I will admit to not knowing much about pedaling physiology, but aren't the statements above in contradiction with the 'common knowledge' (which might very well be wrong) that higher cadence = higher heart rate while lower cadence = painful legs? Quick Google search throws a lot of results saying higher cadence = higher hear rate but I haven't seen any data to confirm (I haven't looked for it, don't know if it is out there or not) or deny. I also found this blog post by Hunter Allen:

Since fast-twitch fibers are more powerful than slow-twitch cells, the fast-twitch fibers swing into action at slow cadences, when high muscular forces are needed to move the bicycle along rapidly.

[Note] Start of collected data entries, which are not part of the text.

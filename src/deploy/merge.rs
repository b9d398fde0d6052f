use tokio::sync::mpsc;

/// Fan several receivers into one. The merged receiver closes after every
/// input has closed.
pub fn merge_errors<T: Send + 'static>(inputs: Vec<mpsc::Receiver<T>>) -> mpsc::Receiver<T> {
    let (tx, rx) = mpsc::channel(inputs.len().max(1));

    for mut input in inputs {
        let tx = tx.clone();
        tokio::spawn(async move {
            while let Some(item) = input.recv().await {
                if tx.send(item).await.is_err() {
                    break;
                }
            }
        });
    }

    rx
}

On the other hand, "fast" pedaling rates of 80 to 100 rpm are not too hot for the slow-twitch cells to handle. Slow-twitch cells can contract 80 to 100 times per minute and can easily cope with the forces required to pedal in low gear.
That seems to disagree with your view regarding slow twitch/fast twitch use.

I would certainly love to see some data on this, it is an interesting topic. I hope I didn't come off as negative, that certainly is not the intention, I just want to learn some more and your contribution is definitely appreciated.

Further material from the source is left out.